As time went on the horseshoe curve through Lawrenceburg and Greendale was gradually whittled away.  Some of the original route on the west side of town remains today to serve the MGP Distillery and other industries south of Probasco Street, but those tracks are now operated by CSX, successor to the B&O and O&M.  An unused signal gantry remains near Lawrenceburg Junction along Oberting Road opposite Greendale Plaza Drive.

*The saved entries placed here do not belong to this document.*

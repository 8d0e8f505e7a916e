//! TwiML Rendering
//!
//! Turns a `Prompt` into the XML document the telephony provider executes.

use callagent_core::Prompt;
use std::fmt::Write;

/// Builds a TwiML `<Response>` element by element.
#[derive(Debug, Default)]
pub struct TwimlBuilder {
    body: String,
}

impl TwimlBuilder {
    pub fn new() -> Self {
        Self::default()
    }

    pub fn say(mut self, text: &str) -> Self {
        if !text.is_empty() {
            let _ = write!(self.body, "<Say>{}</Say>", escape_xml(text));
        }
        self
    }

    pub fn play(mut self, url: &str) -> Self {
        let _ = write!(self.body, "<Play>{}</Play>", escape_xml(url));
        self
    }

    /// A gather that listens for speech or keys and posts the result to `action`.
    pub fn gather(mut self, action: &str, timeout_secs: u32) -> Self {
        let _ = write!(
            self.body,
            r#"<Gather input="speech dtmf" action="{}" method="POST" timeout="{}" speechTimeout="auto"/>"#,
            escape_xml(action),
            timeout_secs
        );
        self
    }

    pub fn redirect(mut self, url: &str) -> Self {
        let _ = write!(
            self.body,
            r#"<Redirect method="POST">{}</Redirect>"#,
            escape_xml(url)
        );
        self
    }

    pub fn hangup(mut self) -> Self {
        self.body.push_str("<Hangup/>");
        self
    }

    pub fn build(self) -> String {
        format!(
            r#"<?xml version="1.0" encoding="UTF-8"?><Response>{}</Response>"#,
            self.body
        )
    }
}

/// Renders a prompt, playing `audio_url` when synthesis produced one.
///
/// `base_url` is prepended to the callback paths so the provider can reach them.
pub fn render_prompt(
    prompt: &Prompt,
    audio_url: Option<&str>,
    base_url: &str,
    gather_timeout_secs: u32,
) -> String {
    let mut twiml = TwimlBuilder::new();
    twiml = match audio_url {
        Some(url) => twiml.play(&format!("{}{}", base_url, url)),
        None => twiml.say(&prompt.spoken_text),
    };

    if prompt.expect_input {
        twiml = twiml
            .gather(&format!("{}/voice/gather", base_url), gather_timeout_secs)
            .redirect(&format!("{}/voice/silence", base_url));
    }
    if prompt.hangup {
        twiml = twiml.hangup();
    }
    twiml.build()
}

pub fn escape_xml(text: &str) -> String {
    let mut escaped = String::with_capacity(text.len());
    for c in text.chars() {
        match c {
            '&' => escaped.push_str("&amp;"),
            '<' => escaped.push_str("&lt;"),
            '>' => escaped.push_str("&gt;"),
            '"' => escaped.push_str("&quot;"),
            '\'' => escaped.push_str("&apos;"),
            _ => escaped.push(c),
        }
    }
    escaped
}

#[cfg(test)]
mod tests {
    use super::*;

    #[test]
    fn test_escape_xml() {
        assert_eq!(
            escape_xml(r#"Tom & Jerry say "<hi>" it's fine"#),
            "Tom &amp; Jerry say &quot;&lt;hi&gt;&quot; it&apos;s fine"
        );
        assert_eq!(escape_xml("plain"), "plain");
    }

    #[test]
    fn test_listen_prompt_gathers_then_redirects() {
        let xml = render_prompt(&Prompt::listen("How can I help?"), None, "", 5);

        assert!(xml.starts_with(r#"<?xml version="1.0" encoding="UTF-8"?><Response>"#));
        assert!(xml.contains("<Say>How can I help?</Say>"));
        assert!(xml.contains(r#"<Gather input="speech dtmf" action="/voice/gather" method="POST" timeout="5""#));

        let gather_at = xml.find("<Gather").unwrap();
        let redirect_at = xml.find("<Redirect").unwrap();
        assert!(gather_at < redirect_at);
        assert!(xml.contains("/voice/silence</Redirect>"));
        assert!(!xml.contains("<Hangup/>"));
    }

    #[test]
    fn test_goodbye_prompt_hangs_up_without_gather() {
        let xml = render_prompt(&Prompt::goodbye("Bye & thanks"), None, "", 5);

        assert!(xml.contains("<Say>Bye &amp; thanks</Say>"));
        assert!(xml.contains("<Hangup/>"));
        assert!(!xml.contains("<Gather"));
    }

    #[test]
    fn test_empty_hangup_has_no_say() {
        let xml = render_prompt(&Prompt::hangup(), None, "", 5);
        assert_eq!(
            xml,
            r#"<?xml version="1.0" encoding="UTF-8"?><Response><Hangup/></Response>"#
        );
    }

    #[test]
    fn test_audio_is_played_from_public_base() {
        let prompt = Prompt {
            spoken_text: "Sure thing".to_string(),
            expect_input: true,
            hangup: false,
            turn_index: Some(1),
        };
        let xml = render_prompt(
            &prompt,
            Some("/audio/response_CA1_1.mp3"),
            "https://agent.example.com",
            7,
        );

        assert!(xml.contains("<Play>https://agent.example.com/audio/response_CA1_1.mp3</Play>"));
        assert!(!xml.contains("<Say>"));
        assert!(xml.contains(r#"action="https://agent.example.com/voice/gather""#));
        assert!(xml.contains(r#"timeout="7""#));
    }
}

The east side track appears to have still been in some limited use into the 1980s.  Formal abandonment was apparently in 1991, and the tracks themselves weren't removed until the mid 1990s for construction of the casino, though much of the right-of-way remains as a flood wall next to US-50.  The Aurora branch was abandoned by Conrail in 1979 and has been converted to a bike path, reusing the 1882 Pratt truss bridge over Tanner's Creek.  A new bridge was built over Wilson Creek to the west, leaving the old wooden trestle approaches off to the side.  A few former Big Four customers in Aurora were switched over to the B&O and now CSX similar to those in Greendale.  The bridge over Hogan Creek is gone, but some wood piles remain where it flows into the Ohio River. 

 

After post-war traffic declines and the ill-fated merger between the Pennsylvania Railroad and New York Central Railroad, the former I&C was abandoned by the newly-formed Penn Central.  Rail routes from Cincinnati north to Hamilton and then west to Indianapolis provided a direct enough connection without the need of climbing Guilford Hill, while also serving more industrial cities along the way. Nonetheless, the line was rebuilt and operated by Conrail with state funding.  Conrail sold the line in 1992 to Central Properties, Inc., who operated it as the Central Railroad of Indiana (CIND). Indiana & Ohio Railway, a subsidiary of Railtex and RailAmerica, acquired CIND in August of 1998. I&O invested heavily in the line, as CIND had placed the railroad west of Lawrenceburg up for abandonment, but I&O withdrew the application for abandonment upon taking over. They began renovation of the line to connect I&O with another property acquired with CIND, the Central Railroad of Indianapolis (CERA), and sister Railtex road, the Indiana Southern Railroad (ISRR).  Between Shelbyville and Indianapolis the former Big Four is now operated by CSX, and CIND operates via trackage rights to reach Indianapolis and the ISRR. In 2008, Honda opened an assembly plant at Greensburg, Indiana which is served exclusively by CIND. Autorack trains operate frequently to service that facility. I&O is now owned and operated by Genesee & Wyoming, who acquired the railroad in their 2012 purchase of RailAmerica.  With little need for through traffic, the track between Honda and Shelbyville was relegated to car storage starting in roughly 2009, and it appears to be completely out of service since about 2015.  There are a few yard tracks remaining at Riverside with a crossover to CSX (called Texaco Crossover) which allows Honda autoracks to be interchanged without tying up capacity at the Queensgate Yard.  There are also some extra tracks Storrs Yard and Oklahoma in Lower Price Hill, but most operations are handled out of Valley where the Whitewater/Brookville Division connects.  This route has fallen hard over the last century.  Once an important mainline, it's now little more than a single track light duty branch.  Nevertheless, with new customers like Honda, hopefully it will be able to continue playing a role in the transportation of Cincinnati's west side and of southeast Indiana for years to come.